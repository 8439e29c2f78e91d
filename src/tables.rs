use std::fmt::Display;

use comfy_table::{Attribute, Cell, CellAlignment, Color, Table, modifiers, presets};
use enumset::EnumSet;
use itertools::Itertools;
use rust_decimal::Decimal;

use crate::{
    core::{BundleResult, KW_BUCKET_COUNT, RateTables, ServiceCode, ServiceResult},
    quantity::cost::Cost,
    request::PricedGenerator,
};

fn new_table() -> Table {
    let mut table = Table::new();
    table
        .load_preset(presets::UTF8_FULL_CONDENSED)
        .apply_modifier(modifiers::UTF8_ROUND_CORNERS)
        .enforce_styling();
    table
}

fn cost_cell(cost: Cost) -> Cell {
    let cell = Cell::new(cost).set_alignment(CellAlignment::Right);
    if cost.is_zero() { cell.add_attribute(Attribute::Dim) } else { cell }
}

fn right<T: Display>(value: T) -> Cell {
    Cell::new(value).set_alignment(CellAlignment::Right)
}

fn percent(fraction: Decimal) -> String {
    format!("{}%", (fraction * Decimal::ONE_HUNDRED).normalize())
}

/// Annualized services of one generator.
pub fn build_services_table(services: &[ServiceResult]) -> Table {
    let mut table = new_table();
    table.set_header(vec![
        "Code",
        "Service",
        "Frequency",
        "Hours",
        "Labor",
        "Parts",
        "Consumables",
        "Travel",
        "Mileage",
        "Subtotal",
    ]);
    for service in services {
        let mut title = Cell::new(service.code.title());
        if service.breakdown.is_fallback_configuration
            || service.breakdown.bracket.as_ref().is_some_and(|bracket| bracket.fallback.is_some())
        {
            title = title.fg(Color::DarkYellow);
        }
        table.add_row(vec![
            Cell::new(service.code).add_attribute(Attribute::Bold),
            title,
            right(service.frequency),
            right(service.labor_hours),
            cost_cell(service.labor_cost),
            cost_cell(service.parts_cost),
            cost_cell(service.consumables_cost),
            cost_cell(service.travel_cost),
            cost_cell(service.mileage_cost),
            cost_cell(service.subtotal).add_attribute(Attribute::Bold),
        ]);
    }
    table
}

/// Bundle totals and the escalation projections.
pub fn build_totals_table(bundle: &BundleResult) -> Table {
    let mut table = new_table();
    table.set_header(vec!["Total", "Amount"]);
    for (title, amount) in [
        ("Labor", bundle.labor_total),
        ("Parts & consumables", bundle.parts_total),
        ("Travel", bundle.travel_total),
        ("Mileage", bundle.mileage_total),
        ("Freight", bundle.freight_total),
        ("Subtotal", bundle.subtotal),
        ("Tax", bundle.tax),
    ] {
        table.add_row(vec![Cell::new(title), cost_cell(amount)]);
    }
    table.add_row(vec![
        Cell::new("Annual total").add_attribute(Attribute::Bold),
        cost_cell(bundle.total).add_attribute(Attribute::Bold).fg(Color::Green),
    ]);
    for (title, amount) in [
        ("Year 1", bundle.projections.year1),
        ("Year 2", bundle.projections.year2),
        ("Year 3", bundle.projections.year3),
    ] {
        table.add_row(vec![Cell::new(title).add_attribute(Attribute::Dim), cost_cell(amount)]);
    }
    table.add_row(vec![
        Cell::new("Three-year total").add_attribute(Attribute::Bold),
        cost_cell(bundle.projections.three_year_total).add_attribute(Attribute::Bold),
    ]);
    table
}

/// One row per generator followed by the fleet summary.
pub fn build_quote_table(generators: &[PricedGenerator]) -> Table {
    let mut table = new_table();
    table.set_header(vec![
        "Unit", "Rating", "Services", "Subtotal", "Tax", "Total", "Year 1", "Year 2", "Year 3",
        "3 years",
    ]);
    for generator in generators {
        let bundle = &generator.bundle;
        table.add_row(vec![
            Cell::new(&generator.label).add_attribute(Attribute::Bold),
            right(generator.kw),
            Cell::new(bundle.services.iter().map(|service| service.code).join(", ")),
            cost_cell(bundle.subtotal),
            cost_cell(bundle.tax),
            cost_cell(bundle.total).fg(Color::Green),
            cost_cell(bundle.projections.year1),
            cost_cell(bundle.projections.year2),
            cost_cell(bundle.projections.year3),
            cost_cell(bundle.projections.three_year_total),
        ]);
    }
    let sum = |amount: fn(&BundleResult) -> Cost| -> Cost {
        generators.iter().map(|generator| amount(&generator.bundle)).sum()
    };
    table.add_row(vec![
        Cell::new("Fleet").add_attribute(Attribute::Bold),
        right(generators.len()).add_attribute(Attribute::Dim),
        Cell::new(""),
        cost_cell(sum(|bundle| bundle.subtotal)),
        cost_cell(sum(|bundle| bundle.tax)),
        cost_cell(sum(|bundle| bundle.total)).add_attribute(Attribute::Bold).fg(Color::Green),
        cost_cell(sum(|bundle| bundle.projections.year1)),
        cost_cell(sum(|bundle| bundle.projections.year2)),
        cost_cell(sum(|bundle| bundle.projections.year3)),
        cost_cell(sum(|bundle| bundle.projections.three_year_total)).add_attribute(Attribute::Bold),
    ]);
    table
}

/// kW-bracketed rates of the selected services.
pub fn build_brackets_table(tables: &RateTables, services: EnumSet<ServiceCode>) -> Table {
    let mut table = new_table();
    let mut header = vec!["Bracket", "Size"];
    if services.contains(ServiceCode::A) {
        header.push("A hours");
    }
    if services.contains(ServiceCode::B) {
        header.extend(["B hours", "Filter", "Oil"]);
    }
    if services.contains(ServiceCode::C) {
        header.extend(["C hours", "Hoses & belts", "Coolant"]);
    }
    if services.contains(ServiceCode::E) {
        header.extend(["E hours", "Rental"]);
    }
    if services.contains(ServiceCode::H) {
        header.push("H hours");
    }
    if services.contains(ServiceCode::K) {
        header.push("Battery");
    }
    table.set_header(header);

    for index in 0..KW_BUCKET_COUNT {
        let mut row = vec![
            Cell::new(tables.bucket_label(index)).add_attribute(Attribute::Bold),
            Cell::new(RateTables::size_category(index)).add_attribute(Attribute::Dim),
        ];
        let oil_service = tables.oil_service[index];
        if services.contains(ServiceCode::A) {
            row.push(right(tables.inspection[index].labor));
        }
        if services.contains(ServiceCode::B) {
            row.extend([
                right(oil_service.labor),
                cost_cell(oil_service.filter),
                right(oil_service.oil),
            ]);
        }
        if services.contains(ServiceCode::C) {
            let coolant_service = tables.coolant_service[index];
            row.extend([
                right(coolant_service.labor),
                cost_cell(coolant_service.hoses_and_belts),
                right(oil_service.oil * tables.coolant_to_oil_ratio),
            ]);
        }
        if services.contains(ServiceCode::E) {
            let load_bank = tables.load_bank[index];
            row.extend([right(load_bank.labor), cost_cell(load_bank.equipment_rental)]);
        }
        if services.contains(ServiceCode::H) {
            row.push(right(tables.electrical_testing[index]));
        }
        if services.contains(ServiceCode::K) {
            row.push(cost_cell(oil_service.battery));
        }
        table.add_row(row);
    }
    table
}

/// Tune-up configurations with their unmarked parts cost.
pub fn build_tune_ups_table(tables: &RateTables, services: EnumSet<ServiceCode>) -> Table {
    let mut table = new_table();
    table.set_header(vec!["Service", "Configuration", "Hours", "Parts"]);
    if services.contains(ServiceCode::F) {
        let tune_up = &tables.diesel_tune_up;
        for config in tune_up.configurations.values() {
            let mut cell = Cell::new(config);
            let is_fallback = config.cylinders == tune_up.fallback.cylinders
                && config.injector == tune_up.fallback.injector;
            if is_fallback {
                cell = cell.add_attribute(Attribute::Bold);
            }
            table.add_row(vec![
                Cell::new(ServiceCode::F),
                cell,
                right(config.labor),
                cost_cell(tune_up.parts(*config)),
            ]);
        }
    }
    if services.contains(ServiceCode::G) {
        let tune_up = &tables.gas_tune_up;
        for (key, labor) in tune_up.labor.keys().zip(tune_up.labor.values()) {
            table.add_row(vec![
                Cell::new(ServiceCode::G),
                Cell::new(format!("{key} cylinders")),
                right(labor),
                Cell::new(format!("{} per cylinder", tune_up.parts_per_cylinder))
                    .set_alignment(CellAlignment::Right),
            ]);
        }
    }
    table
}

/// Flat and coarsely tiered rates.
pub fn build_flat_rates_table(tables: &RateTables, services: EnumSet<ServiceCode>) -> Table {
    let mut table = new_table();
    table.set_header(vec!["Service", "Applies to", "Hours", "Cost"]);
    let pricing = &tables.pricing;
    if services.contains(ServiceCode::D) {
        table.add_row(vec![
            Cell::new(ServiceCode::D),
            Cell::new("sample collection"),
            right(tables.sample_collection),
            Cell::new(""),
        ]);
        for (fluid, fee) in [
            ("oil analysis", pricing.analysis_fees.oil),
            ("coolant analysis", pricing.analysis_fees.coolant),
            ("fuel analysis", pricing.analysis_fees.fuel),
        ] {
            table.add_row(vec![
                Cell::new(ServiceCode::D),
                Cell::new(fluid),
                Cell::new(""),
                cost_cell(fee),
            ]);
        }
    }
    if services.contains(ServiceCode::I) {
        let mut lower = Decimal::ZERO;
        for (limit, row) in &tables.transfer_switch.limits {
            table.add_row(vec![
                Cell::new(ServiceCode::I),
                Cell::new(format!("{lower}–{limit}")),
                right(row.labor),
                cost_cell(row.supplies),
            ]);
            lower = Decimal::try_from(limit.0).unwrap_or(lower);
        }
        let above = tables.transfer_switch.above;
        table.add_row(vec![
            Cell::new(ServiceCode::I),
            Cell::new(format!("above {lower} kW")),
            right(above.labor),
            cost_cell(above.supplies),
        ]);
    }
    if services.contains(ServiceCode::J) {
        table.add_row(vec![
            Cell::new(ServiceCode::J),
            Cell::new("any rating"),
            right(tables.thermal_imaging),
            Cell::new(""),
        ]);
    }
    if services.contains(ServiceCode::K) {
        for (limit, labor) in &tables.battery_replacement.limits {
            table.add_row(vec![
                Cell::new(ServiceCode::K),
                Cell::new(format!("up to {limit}")),
                right(labor),
                Cell::new("battery by bracket").set_alignment(CellAlignment::Right),
            ]);
        }
        table.add_row(vec![
            Cell::new(ServiceCode::K),
            Cell::new("above"),
            right(tables.battery_replacement.above),
            Cell::new("battery by bracket").set_alignment(CellAlignment::Right),
        ]);
    }
    table
}

/// Scalar pricing factors.
pub fn build_pricing_table(tables: &RateTables) -> Table {
    let pricing = &tables.pricing;
    let mut table = new_table();
    table.set_header(vec!["Factor", "Value"]);
    table.add_row(vec![Cell::new("Labor rate"), right(pricing.labor_rate)]);
    table.add_row(vec![Cell::new("Parts markup"), right(format!("×{}", pricing.parts_markup))]);
    table.add_row(vec![Cell::new("Freight"), right(percent(pricing.freight_percent))]);
    table.add_row(vec![Cell::new("Mileage rate"), right(pricing.mileage_rate)]);
    table.add_row(vec![Cell::new("Oil"), right(pricing.oil_price)]);
    table.add_row(vec![Cell::new("Coolant"), right(pricing.coolant_price)]);
    table.add_row(vec![Cell::new("Coolant sample"), cost_cell(tables.coolant_sample_fee)]);
    table.add_row(vec![Cell::new("Mobilization"), right(tables.default_mobilization)]);
    table.add_row(vec![
        Cell::new("Escalation"),
        right(format!("×{} per year", pricing.escalation_multiplier)),
    ]);
    table.add_row(vec![Cell::new("Tax rate"), right(percent(pricing.tax_rate))]);
    table
}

· · · · ·

**What to do**. The answer should be a single number: the count of lines in the records that hold the string "PricedGenerator".

**Answer below**. 2